If the recent multiplication of exhibitions and research seems to mark the beginning of a shift, it is also accompanied by a paradox: the institutionalization of Art Brut, while fostering the recognition and preservation of works, sometimes tends to attenuate its specificity. The temptation is indeed great to rid oneself of the very term “Art Brut” in favor of a full integration into the artistic field, as if this recognition were enough to abolish differences of conditions, trajectories, and statuses. Yet, far from disappearing, these gaps remain essential to think through. From this perspective, maintaining the notion of Art Brut appears less as a problematic survival than as a critical—almost political—tool, making it possible to resist a form of leveling and erasure. It is not a matter of excluding, but on the contrary of contextualizing: recognizing the works, preserving them, while continuing to question the singular conditions of their emergence and reception.
[1] Jean Dubuffet, letter to René Auberjonois, Lausanne, August 28, 1945, in Prospectus et tous écrits suivants, collected and presented by Hubert Damisch, Volume II, Paris: Gallimard, 1967, p. 240.
[2] Jean Dubuffet, letter to Jean Paulhan, November 7, 1945, in Jean Dubuffet Jean Paulhan, Correspondance 1944–1968, Paris: Gallimard, 2003, p. 249.

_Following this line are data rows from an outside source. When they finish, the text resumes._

#[cfg(test)]
mod tests {
    use super::*;
    use std::sync::Mutex;

    fn target(name: &str, command: &str, deps: &[&str]) -> Target {
        let mut target = Target::new(name);
        target.command = command.to_string();
        target.deps = deps.iter().map(|dep| dep.to_string()).collect();
        target
    }

    fn quiet_opts(num_threads: usize) -> BuildOpts {
        BuildOpts {
            num_threads,
            color_output: false,
            ..BuildOpts::default()
        }
    }

    fn cache_in(dir: &tempfile::TempDir) -> SignatureCache {
        SignatureCache::new(dir.path().join("cache"))
    }

    #[test]
    fn an_empty_graph_builds_successfully() {
        let dir = tempfile::tempdir().unwrap();
        let cache = cache_in(&dir);
        let graph = DepGraph::new();

        let executor = BuildExecutor::with_opts(quiet_opts(1));
        let (success, stats) = executor.execute_with_stats(&graph, &cache);
        assert!(success);
        assert_eq!(0, stats.total_targets);
    }

    #[test]
    fn an_empty_graph_builds_successfully_with_many_workers() {
        let dir = tempfile::tempdir().unwrap();
        let cache = cache_in(&dir);
        let graph = DepGraph::new();

        let executor = BuildExecutor::with_opts(quiet_opts(4));
        assert!(executor.execute(&graph, &cache));
    }

    #[test]
    fn a_successful_build_updates_the_cache() {
        let dir = tempfile::tempdir().unwrap();
        let cache = cache_in(&dir);
        let mut graph = DepGraph::new();
        graph.add_target(target("app", "fake build command", &[]));

        let mock = Arc::new(MockCommandRunner::new());
        let executor = BuildExecutor::with_runner(quiet_opts(1), mock.clone());

        assert_eq!(None, cache.find_signature("app"));
        assert!(executor.execute(&graph, &cache));
        assert!(cache.find_signature("app").is_some());
        assert_eq!(1, mock.command_count());
        assert_eq!("fake build command", mock.last_command());
    }

    #[test]
    fn a_failing_command_fails_the_build_and_leaves_the_cache_alone() {
        let dir = tempfile::tempdir().unwrap();
        let cache = cache_in(&dir);
        let mut graph = DepGraph::new();
        graph.add_target(target("app", "make app", &[]));

        let mock = Arc::new(MockCommandRunner::new());
        mock.set_default_result(CommandResult {
            exit_code: 1,
            ..CommandResult::default()
        });
        let executor = BuildExecutor::with_runner(quiet_opts(1), mock);

        let (success, stats) = executor.execute_with_stats(&graph, &cache);
        assert!(!success);
        assert_eq!(1, stats.failed_targets);
        assert_eq!(0, stats.built_targets);
        assert_eq!(None, cache.find_signature("app"));
    }

    #[test]
    fn stats_count_each_outcome() {
        let dir = tempfile::tempdir().unwrap();
        let cache = cache_in(&dir);
        let mut graph = DepGraph::new();
        graph.add_target(target("one", "cmd one", &[]));
        graph.add_target(target("two", "cmd two", &[]));
        graph.add_target(target("three", "cmd three", &[]));

        let mock = Arc::new(MockCommandRunner::new());
        let executor = BuildExecutor::with_runner(quiet_opts(1), mock);

        let (success, stats) = executor.execute_with_stats(&graph, &cache);
        assert!(success);
        assert_eq!(3, stats.total_targets);
        assert_eq!(3, stats.built_targets);
        assert_eq!(0, stats.skipped_targets);
        assert_eq!(0, stats.failed_targets);
        assert!(stats.elapsed_seconds >= 0.0);
    }

    #[test]
    fn stop_on_error_halts_before_later_targets_run() {
        let dir = tempfile::tempdir().unwrap();
        let cache = cache_in(&dir);
        let mut graph = DepGraph::new();
        graph.add_target(target("t1", "cmd1", &[]));
        graph.add_target(target("t2", "cmd2", &[]));
        graph.add_target(target("t3", "cmd3", &[]));

        let mock = Arc::new(MockCommandRunner::new());
        mock.set_result_for(
            "cmd2",
            CommandResult {
                exit_code: 1,
                ..CommandResult::default()
            },
        );
        let executor = BuildExecutor::with_runner(quiet_opts(1), mock.clone());

        let (success, stats) = executor.execute_with_stats(&graph, &cache);
        assert!(!success);
        assert_eq!(1, stats.built_targets);
        assert_eq!(1, stats.failed_targets);
        assert_eq!(vec!["cmd1".to_string(), "cmd2".to_string()], mock.commands());
    }

    #[test]
    fn keep_going_still_builds_unrelated_targets() {
        let dir = tempfile::tempdir().unwrap();
        let cache = cache_in(&dir);
        let mut graph = DepGraph::new();
        graph.add_target(target("t1", "cmd1", &[]));
        graph.add_target(target("t2", "cmd2", &[]));
        graph.add_target(target("t3", "cmd3", &[]));

        let mock = Arc::new(MockCommandRunner::new());
        mock.set_result_for(
            "cmd2",
            CommandResult {
                exit_code: 1,
                ..CommandResult::default()
            },
        );
        let opts = BuildOpts {
            stop_on_error: false,
            ..quiet_opts(1)
        };
        let executor = BuildExecutor::with_runner(opts, mock.clone());

        let (success, stats) = executor.execute_with_stats(&graph, &cache);
        assert!(!success);
        assert_eq!(2, stats.built_targets);
        assert_eq!(1, stats.failed_targets);
        assert_eq!(3, mock.command_count());
    }

    #[test]
    fn workers_respect_dependency_order() {
        let dir = tempfile::tempdir().unwrap();
        let cache = cache_in(&dir);
        let mut graph = DepGraph::new();
        graph.add_target(target("a", "build a", &[]));
        graph.add_target(target("b", "build b", &["a"]));
        graph.add_target(target("c", "build c", &["a"]));
        graph.add_target(target("d", "build d", &["b", "c"]));

        let seen: Arc<Mutex<Vec<String>>> = Arc::new(Mutex::new(vec![]));
        let mock = Arc::new(MockCommandRunner::new());
        mock.set_handler(Box::new({
            let seen = seen.clone();
            move |command, _options| {
                seen.lock().unwrap().push(command.to_string());
                CommandResult::default()
            }
        }));
        let executor = BuildExecutor::with_runner(quiet_opts(4), mock);

        let (success, stats) = executor.execute_with_stats(&graph, &cache);
        assert!(success);
        assert_eq!(4, stats.built_targets);

        let seen = seen.lock().unwrap();
        let position = |command: &str| seen.iter().position(|c| c == command).unwrap();
        assert!(position("build a") < position("build b"));
        assert!(position("build a") < position("build c"));
        assert!(position("build b") < position("build d"));
        assert!(position("build c") < position("build d"));
    }

    #[test]
    fn a_dependency_chain_serializes_across_workers() {
        let dir = tempfile::tempdir().unwrap();
        let cache = cache_in(&dir);
        let mut graph = DepGraph::new();
        graph.add_target(target("a", "run a", &[]));
        graph.add_target(target("b", "run b", &["a"]));
        graph.add_target(target("c", "run c", &["b"]));

        let mock = Arc::new(MockCommandRunner::new());
        let executor = BuildExecutor::with_runner(quiet_opts(3), mock.clone());

        assert!(executor.execute(&graph, &cache));
        assert_eq!(
            vec!["run a".to_string(), "run b".to_string(), "run c".to_string()],
            mock.commands()
        );
    }

    #[test]
    fn a_parallel_failure_under_stop_on_error_reports_failure() {
        let dir = tempfile::tempdir().unwrap();
        let cache = cache_in(&dir);
        let mut graph = DepGraph::new();
        graph.add_target(target("bad", "explode", &[]));
        graph.add_target(target("after", "run after", &["bad"]));

        let mock = Arc::new(MockCommandRunner::new());
        mock.set_result_for(
            "explode",
            CommandResult {
                exit_code: 1,
                ..CommandResult::default()
            },
        );
        let executor = BuildExecutor::with_runner(quiet_opts(2), mock);

        let (success, stats) = executor.execute_with_stats(&graph, &cache);
        assert!(!success);
        assert_eq!(1, stats.failed_targets);
    }

    #[test]
    fn cancelling_before_execution_runs_nothing() {
        let dir = tempfile::tempdir().unwrap();
        let cache = cache_in(&dir);
        let mut graph = DepGraph::new();
        graph.add_target(target("app", "build app", &[]));

        let mock = Arc::new(MockCommandRunner::new());
        let executor = BuildExecutor::with_runner(quiet_opts(1), mock.clone());
        executor.cancel();

        assert!(!executor.execute(&graph, &cache));
        assert_eq!(0, mock.command_count());

        executor.reset_cancelled();
        assert!(!executor.is_cancelled());
        assert!(executor.execute(&graph, &cache));
    }

    #[test]
    fn cancelling_mid_build_stops_further_claims() {
        let dir = tempfile::tempdir().unwrap();
        let cache = cache_in(&dir);
        let mut graph = DepGraph::new();
        graph.add_target(target("t1", "cmd1", &[]));
        graph.add_target(target("t2", "cmd2", &[]));
        graph.add_target(target("t3", "cmd3", &[]));

        let mock = Arc::new(MockCommandRunner::new());
        let executor = Arc::new(BuildExecutor::with_runner(quiet_opts(1), mock.clone()));
        mock.set_handler(Box::new({
            let executor = executor.clone();
            move |_command, _options| {
                executor.cancel();
                CommandResult::default()
            }
        }));

        assert!(!executor.execute(&graph, &cache));
        assert_eq!(1, mock.command_count());
    }

    #[test]
    fn dry_run_skips_commands_but_still_records_signatures() {
        let dir = tempfile::tempdir().unwrap();
        let cache = cache_in(&dir);
        let out_file = dir.path().join("out.txt");
        let mut graph = DepGraph::new();

        let mut app = target("app", &format!("echo built > {}", out_file.display()), &[]);
        app.outputs.push(out_file.to_string_lossy().into_owned());
        graph.add_target(app);

        let opts = BuildOpts {
            dry_run: true,
            ..quiet_opts(1)
        };
        let executor = BuildExecutor::with_opts(opts);

        let (success, stats) = executor.execute_with_stats(&graph, &cache);
        assert!(success);
        assert_eq!(1, stats.built_targets);
        assert!(!out_file.exists());
        assert!(cache.find_signature("app").is_some());
    }

    #[test]
    fn a_missing_output_forces_a_rebuild_even_with_a_fresh_signature() {
        let dir = tempfile::tempdir().unwrap();
        let cache = cache_in(&dir);
        let mut graph = DepGraph::new();
        let mut app = target("app", "pretend to build", &[]);
        app.outputs.push(
            dir.path()
                .join("never-created.txt")
                .to_string_lossy()
                .into_owned(),
        );
        let signature = target_signature(&app.command, &app.inputs);
        cache.set_signature("app", signature);
        graph.add_target(app);

        let mock = Arc::new(MockCommandRunner::new());
        let executor = BuildExecutor::with_runner(quiet_opts(1), mock.clone());

        assert!(executor.execute(&graph, &cache));
        assert_eq!(1, mock.command_count());
    }

    #[test]
    fn a_chain_of_file_targets_builds_then_skips_then_rebuilds_downstream() {
        let dir = tempfile::tempdir().unwrap();
        let cache = cache_in(&dir);
        let a = dir.path().join("a");
        let b = dir.path().join("b");

        let mut graph = DepGraph::new();
        let mut t1 = target("t1", &format!("printf 'A' > {}", a.display()), &[]);
        t1.outputs.push(a.to_string_lossy().into_owned());
        let mut t2 = target("t2", &format!("cp {} {}", a.display(), b.display()), &["t1"]);
        t2.inputs.push(a.to_string_lossy().into_owned());
        t2.outputs.push(b.to_string_lossy().into_owned());
        graph.add_target(t1);
        graph.add_target(t2);

        let executor = BuildExecutor::with_opts(quiet_opts(1));

        // First build: everything is stale.
        let (success, stats) = executor.execute_with_stats(&graph, &cache);
        assert!(success);
        assert_eq!(2, stats.built_targets);
        assert_eq!("A", std::fs::read_to_string(&b).unwrap());

        // Second build: nothing changed, everything skips.
        let (success, stats) = executor.execute_with_stats(&graph, &cache);
        assert!(success);
        assert_eq!(0, stats.built_targets);
        assert_eq!(2, stats.skipped_targets);

        // Mutating the upstream file re-runs its dependent.
        std::fs::write(&a, "B").unwrap();
        let (success, stats) = executor.execute_with_stats(&graph, &cache);
        assert!(success);
        assert_eq!(1, stats.built_targets);
        assert_eq!("B", std::fs::read_to_string(&b).unwrap());
    }

    #[test]
    fn parallel_incremental_builds_skip_everything_on_the_second_run() {
        let dir = tempfile::tempdir().unwrap();
        let cache = cache_in(&dir);
        let mut graph = DepGraph::new();
        for i in 0..6 {
            graph.add_target(target(&format!("t{}", i), &format!("cmd{}", i), &[]));
        }

        let mock = Arc::new(MockCommandRunner::new());
        let executor = BuildExecutor::with_runner(quiet_opts(4), mock.clone());

        let (success, stats) = executor.execute_with_stats(&graph, &cache);
        assert!(success);
        assert_eq!(6, stats.built_targets);

        let (success, stats) = executor.execute_with_stats(&graph, &cache);
        assert!(success);
        assert_eq!(0, stats.built_targets);
        assert_eq!(6, stats.skipped_targets);
        assert_eq!(6, mock.command_count());
    }

    #[test]
    fn progress_reports_every_target_with_a_final_status() {
        let dir = tempfile::tempdir().unwrap();
        let cache = cache_in(&dir);
        let mut graph = DepGraph::new();
        graph.add_target(target("one", "cmd one", &[]));
        graph.add_target(target("two", "cmd two", &[]));

        let events: Arc<Mutex<Vec<(String, usize, usize, TargetStatus)>>> =
            Arc::new(Mutex::new(vec![]));
        let mock = Arc::new(MockCommandRunner::new());
        let mut executor = BuildExecutor::with_runner(quiet_opts(1), mock);
        executor.set_progress_callback(Arc::new({
            let events = events.clone();
            move |name, current, total, status| {
                events
                    .lock()
                    .unwrap()
                    .push((name.to_string(), current, total, status));
            }
        }));

        assert!(executor.execute(&graph, &cache));

        let events = events.lock().unwrap();
        assert_eq!(4, events.len());
        assert_eq!(("one".to_string(), 1, 2, TargetStatus::Building), events[0]);
        assert_eq!(("one".to_string(), 1, 2, TargetStatus::Success), events[1]);
        assert_eq!(("two".to_string(), 2, 2, TargetStatus::Building), events[2]);
        assert_eq!(("two".to_string(), 2, 2, TargetStatus::Success), events[3]);
    }
}
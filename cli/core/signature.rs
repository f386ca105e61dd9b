use sha2::Digest;
use sha2::Sha256;
use std::path::Path;
use tracing::*;

pub type Signature = String;

fn sha256_hex(bytes: &[u8]) -> Signature {
    let mut s = Sha256::new();
    s.update(bytes);
    format!("{:x}", s.finalize())
}

/// Digest of a file's bytes, as lowercase hex.
///
/// Returns the empty string when the file cannot be read. That is distinct
/// from the digest of an empty file, which is a full-length digest.
pub fn file_signature(path: impl AsRef<Path>) -> Signature {
    let path = path.as_ref();
    match std::fs::read(path) {
        Ok(bytes) => sha256_hex(&bytes),
        Err(err) => {
            trace!("Could not read {:?} for hashing: {:?}", path, err);
            Signature::new()
        }
    }
}

/// Digest of a command string.
pub fn command_signature(command: &str) -> Signature {
    sha256_hex(command.as_bytes())
}

/// The rebuild trigger for a whole target: the command, followed by every
/// input's digest in declared order, each prefixed with a literal `|`.
/// The separator is part of the wire format; changing it changes digests.
pub fn target_signature(command: &str, inputs: &[String]) -> Signature {
    let mut combined = command.to_string();
    for input in inputs {
        combined.push('|');
        combined.push_str(&file_signature(input));
    }
    sha256_hex(combined.as_bytes())
}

[3] When Michel Thévoz, Dubuffet’s spiritual heir and former director of the Collection de l’Art Brut in Lausanne, describes the concept of Art Brut, he prefers to give indirect indications, in support of the idea that this art escapes any simplistic definition: “Art Brut as defined by Jean Dubuffet is comparable to those wild flowers blooming everywhere except in the flowerbeds of culture, blooming preferably where no one thinks of looking for them: among the illiterate rather than among intellectuals, among the poor rather than among the rich, among the old rather than among the young, among women rather than among men, among the insane rather than among professionals, etc. It is an art fundamentally orphaned, that is to say freed from every model coming from tradition or fashion […] an art indifferent to the applause of initiates, an art proceeding from mental feverishness and an almost autistic inner necessity.” Michel Thévoz, Requiem pour la folie, Paris: La Différence, 1995, p. 49.
[4] Jean Dubuffet, “L’Art brut préféré aux arts culturels” [1949], in L’Homme du commun à l’ouvrage, Paris: Gallimard, 1973, pp. 91–92. Roger Cardinal explores ambiguities in Dubuffet’s definition in his essay entitled “Toward an Outsider Aesthetic,” in Michael D. Hall and Eugene W. Metcalf, Jr., with Roger Cardinal, editors, The Artist Outsider. Creativity and the Boundaries of Culture, Washington and London: Smithsonian Institution Press, 1994, pp. 20–43.
[5] Michel Thévoz, Requiem pour la folie, Paris: La Différence, 1995, p. 24.
[6] Art Brut. In the Intimacy of a Collection. Decharme Donation to the Centre Pompidou, June 20 – September 25, 2025.
[7] Photo/Brut #1. Collection Bruno Decharme et Compagnie was presented at the Rencontres de la photographie d’Arles (July 1 – September 22, 2019), then at the American Folk Art Museum, New York (January 14 – June 6, 2021), at La Centrale, Brussels (2022), at Museum im Bellpark, Switzerland (2023), and at the Robert Capa Contemporary Photography Center, Budapest (2026). In the meantime, a new selection was presented in Photo/Brut #2 at the Musée Botanique de Bruxelles (November 24, 2022 – March 19, 2023).